After quitting his telemarketing job, Michael desperately attempts to come up with money. Creed Bratton advises him to file bankruptcy, while Oscar Martinez, upon reviewing Michael's financial situation, urges him to spend less on useless items like magic kits and bass fishing equipment.

Jan learns of Michael's dismal finances by phone, and harangues Michael about being irresponsible. He panics and attempts to hop a nearby train. However, the train comes to a halt. Jan speeds to the office and then runs to the train yard. She tells him that she will stand by him as he did when she was fired. Eventually, they leave the train yard hand in hand.

==Production==
The episode was both written and directed by Paul Lieberstein, who also plays the part of Toby Flenderson on the show. Michael yelling "I declare bankruptcy!" in the middle of the office was suggested by another writer on the show, Lee Eisenberg.

Michael was scripted to tear up a dollar bill in an effort to prove he does not have money problems, but staff for the show learned that destroying U.S. currency is illegal, so this was replaced with Michael crumbling the bill and putting it into his pocket. In the talking head scene where Creed shows a passport for one of his false identities, actor Creed Bratton used his real passport.

In the episode, Jim refers to a TripAdvisor page for Dwight's bed and breakfast. This can be found by searching for Schrute Farms. Jim and Pam ("JandP2") post a review, which can be seen on the actual reviews page. It reads: "The architecture reminds one of a quaint Tuscan beet farm, and the natural aroma of the beets drifts into the bedrooms and makes you dream of simpler times. You will never want to leave your room. The informative lecture will satisfy all your beet curiosity, and the dawn goose walk will tug at your heart strings. Table making never seemed so possible. Great story to tell your friends. Plenty of parking! The staff’s attention to detail and devotion to cleanliness was limitless. From their enthusiastic welcome to the last wave good-bye, Schrute Farms delivers."

==Reception==
The episode was positively reviewed, although reviewers complained about the episode's length.

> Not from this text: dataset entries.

impl Transaction {
    /// Check the per-kind field constraints.
    pub fn validate(&self) -> Result<()> {
        match self.kind {
            TransactionKind::Trade => {
                self.require("currency", self.currency.is_some())?;
                self.require("cash", self.cash.is_some())?;
                self.require("units", self.units.is_some())?;
                if self.units == Some(Decimal::ZERO) {
                    return Err(self.invalid("units must be nonzero for a trade"));
                }
                self.forbid("securityprice", self.securityprice.is_none())?;
                self.forbid("fromfiaccount", self.fromfiaccount.is_none())?;
                self.forbid("fromsecurity", self.fromsecurity.is_none())?;
                self.forbid("fromunits", self.fromunits.is_none())?;
                self.forbid("fromsecurityprice", self.fromsecurityprice.is_none())?;
                self.forbid("numerator", self.numerator.is_none())?;
                self.forbid("denominator", self.denominator.is_none())?;
            }
            TransactionKind::ReturnCap => {
                self.require("currency", self.currency.is_some())?;
                self.require("cash", self.cash.is_some())?;
                self.forbid("units", self.units.is_none())?;
                self.forbid("securityprice", self.securityprice.is_none())?;
                self.forbid("fromfiaccount", self.fromfiaccount.is_none())?;
                self.forbid("fromsecurity", self.fromsecurity.is_none())?;
                self.forbid("fromunits", self.fromunits.is_none())?;
                self.forbid("fromsecurityprice", self.fromsecurityprice.is_none())?;
                self.forbid("numerator", self.numerator.is_none())?;
                self.forbid("denominator", self.denominator.is_none())?;
            }
            TransactionKind::Split => {
                self.require("units", self.units.is_some())?;
                self.require("numerator", self.numerator.is_some())?;
                self.require("denominator", self.denominator.is_some())?;
                self.forbid("currency", self.currency.is_none())?;
                self.forbid("cash", self.cash.is_none())?;
                self.forbid("securityprice", self.securityprice.is_none())?;
                self.forbid("fromfiaccount", self.fromfiaccount.is_none())?;
                self.forbid("fromsecurity", self.fromsecurity.is_none())?;
                self.forbid("fromunits", self.fromunits.is_none())?;
                self.forbid("fromsecurityprice", self.fromsecurityprice.is_none())?;
            }
            TransactionKind::Transfer => {
                self.require("units", self.units.is_some())?;
                self.require("fromfiaccount", self.fromfiaccount.is_some())?;
                self.require("fromsecurity", self.fromsecurity.is_some())?;
                self.require("fromunits", self.fromunits.is_some())?;
                self.forbid("currency", self.currency.is_none())?;
                self.forbid("cash", self.cash.is_none())?;
                self.forbid("securityprice", self.securityprice.is_none())?;
                self.forbid("fromsecurityprice", self.fromsecurityprice.is_none())?;
                self.forbid("numerator", self.numerator.is_none())?;
                self.forbid("denominator", self.denominator.is_none())?;
            }
            TransactionKind::Spinoff => {
                self.require("units", self.units.is_some())?;
                self.require("fromsecurity", self.fromsecurity.is_some())?;
                self.require("numerator", self.numerator.is_some())?;
                self.require("denominator", self.denominator.is_some())?;
                if self.numerator <= Some(Decimal::ZERO) || self.denominator <= Some(Decimal::ZERO)
                {
                    return Err(self.invalid("numerator and denominator must be positive"));
                }
                self.forbid("currency", self.currency.is_none())?;
                self.forbid("cash", self.cash.is_none())?;
                self.forbid("fromfiaccount", self.fromfiaccount.is_none())?;
                self.forbid("fromunits", self.fromunits.is_none())?;
            }
            TransactionKind::Exercise => {
                self.require("currency", self.currency.is_some())?;
                self.require("cash", self.cash.is_some())?;
                self.require("units", self.units.is_some())?;
                self.require("fromsecurity", self.fromsecurity.is_some())?;
                self.require("fromunits", self.fromunits.is_some())?;
                self.forbid("securityprice", self.securityprice.is_none())?;
                self.forbid("fromsecurityprice", self.fromsecurityprice.is_none())?;
                self.forbid("fromfiaccount", self.fromfiaccount.is_none())?;
                self.forbid("numerator", self.numerator.is_none())?;
                self.forbid("denominator", self.denominator.is_none())?;
            }
        }
        Ok(())
    }

    fn require(&self, field: &str, present: bool) -> Result<()> {
        if present {
            Ok(())
        } else {
            Err(self.invalid(format!("{} requires '{field}'", self.kind)))
        }
    }

    fn forbid(&self, field: &str, absent: bool) -> Result<()> {
        if absent {
            Ok(())
        } else {
            Err(self.invalid(format!("{} forbids '{field}'", self.kind)))
        }
    }

    fn invalid(&self, message: impl Into<String>) -> CapgainsError {
        CapgainsError::InvalidTransaction {
            uniqueid: self.uniqueid.clone(),
            message: message.into(),
        }
    }
}

/// Exchange rate for a currency pair on a date; unique by `(date, from, to)`
#[derive(Clone, Debug, PartialEq, Serialize, Deserialize)]
pub struct CurrencyRate {
    pub id: i64,
    pub date: NaiveDate,
    /// Currency of the rate denominator
    pub fromcurrency: Currency,
    /// Currency of the rate numerator
    pub tocurrency: Currency,
    /// Multiply by a `fromcurrency` amount to yield a `tocurrency` amount
    pub rate: Decimal,
}

#[cfg(test)]
mod tests {
    use super::*;
    use rust_decimal_macros::dec;

    fn trade_record() -> Transaction {
        Transaction {
            id: 1,
            uniqueid: "tx-1".to_string(),
            datetime: NaiveDate::from_ymd_opt(2016, 1, 4)
                .and_then(|d| d.and_hms_opt(0, 0, 0))
                .expect("valid datetime"),
            dtsettle: None,
            kind: TransactionKind::Trade,
            memo: None,
            currency: Some(Currency::USD),
            cash: Some(dec!(-1000)),
            fiaccount: 1,
            security: 1,
            units: Some(dec!(100)),
            securityprice: None,
            fromfiaccount: None,
            fromsecurity: None,
            fromunits: None,
            fromsecurityprice: None,
            numerator: None,
            denominator: None,
            sort: None,
        }
    }

    #[test]
    fn test_currency_roundtrip() {
        assert_eq!("USD".parse::<Currency>(), Ok(Currency::USD));
        assert_eq!("eur".parse::<Currency>(), Ok(Currency::EUR));
        assert_eq!(Currency::CAD.to_string(), "CAD");
        assert!("XXX".parse::<Currency>().is_err());
    }

    #[test]
    fn test_kind_processing_order() {
        // Reorgs must sort before trades & transfers of the same timestamp
        let mut kinds = vec![
            TransactionKind::Trade,
            TransactionKind::Spinoff,
            TransactionKind::Exercise,
            TransactionKind::ReturnCap,
            TransactionKind::Transfer,
            TransactionKind::Split,
        ];
        kinds.sort();
        assert_eq!(
            kinds,
            vec![
                TransactionKind::ReturnCap,
                TransactionKind::Split,
                TransactionKind::Spinoff,
                TransactionKind::Transfer,
                TransactionKind::Trade,
                TransactionKind::Exercise,
            ]
        );
    }

    #[test]
    fn test_kind_parse_aliases() {
        assert_eq!(
            "returnofcapital".parse::<TransactionKind>(),
            Ok(TransactionKind::ReturnCap)
        );
        assert_eq!("TRADE".parse::<TransactionKind>(), Ok(TransactionKind::Trade));
    }

    #[test]
    fn test_validate_trade_ok() {
        assert!(trade_record().validate().is_ok());
    }

    #[test]
    fn test_validate_trade_zero_units() {
        let mut tx = trade_record();
        tx.units = Some(Decimal::ZERO);
        assert!(tx.validate().is_err());
    }

    #[test]
    fn test_validate_trade_forbids_numerator() {
        let mut tx = trade_record();
        tx.numerator = Some(dec!(2));
        assert!(tx.validate().is_err());
    }

    #[test]
    fn test_validate_returncap_forbids_units() {
        let mut tx = trade_record();
        tx.kind = TransactionKind::ReturnCap;
        assert!(tx.validate().is_err());
        tx.units = None;
        assert!(tx.validate().is_ok());
    }

    #[test]
    fn test_validate_split_requires_ratio() {
        let mut tx = trade_record();
        tx.kind = TransactionKind::Split;
        tx.currency = None;
        tx.cash = None;
        assert!(tx.validate().is_err());
        tx.numerator = Some(dec!(2));
        tx.denominator = Some(dec!(1));
        assert!(tx.validate().is_ok());
    }

    #[test]
    fn test_validate_spinoff_positive_ratio() {
        let mut tx = trade_record();
        tx.kind = TransactionKind::Spinoff;
        tx.currency = None;
        tx.cash = None;
        tx.fromsecurity = Some(2);
        tx.numerator = Some(dec!(0));
        tx.denominator = Some(dec!(1));
        assert!(tx.validate().is_err());
        tx.numerator = Some(dec!(1));
        assert!(tx.validate().is_ok());
    }
}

A Buzzsugar.com review stated that "there was something off about this week's episode. It's never really a good thing when I'm checking the clock and feeling antsy at the 20-minute mark of an hour-long episode." The reviewer liked the scenes at the beet farm, especially Dwight's "mournful whale sound", but felt the story of Michael's money troubles should have been cut down. An IGN review held the reverse opinion: that the beet farm scenes, while very funny, pushed Dwight's character to the point where he was no longer believable, and that Michael's story was very good, exemplifying why Michael Scott is a much more likable character than David Brent from the original series and featuring a performance by Melora Hardin that is exceptionally compelling even by her standards. The reviewer said "while there's some really funny moments in this episode, overall I really started to feel that hour running time. Of course, as always, that doesn't make this a bad episode, just not one of their best." Additionally commenting that the episode established that Jim and Pam are just as interesting as a couple as they were when they were apart, he gave it an 8 out of 10.

"Money" received a 4.9 Nielsen Rating and a 7% share. The episode was watched by 8.50 million viewers and achieved a 4.4/11 in the adults 18–49 demographic.

For his work as director on the episode Paul Lieberstein received an Emmy nomination for Outstanding Directing for a Comedy. This made it the second fourth-season episode to receive the nomination, with the other being the season finale "Goodbye, Toby".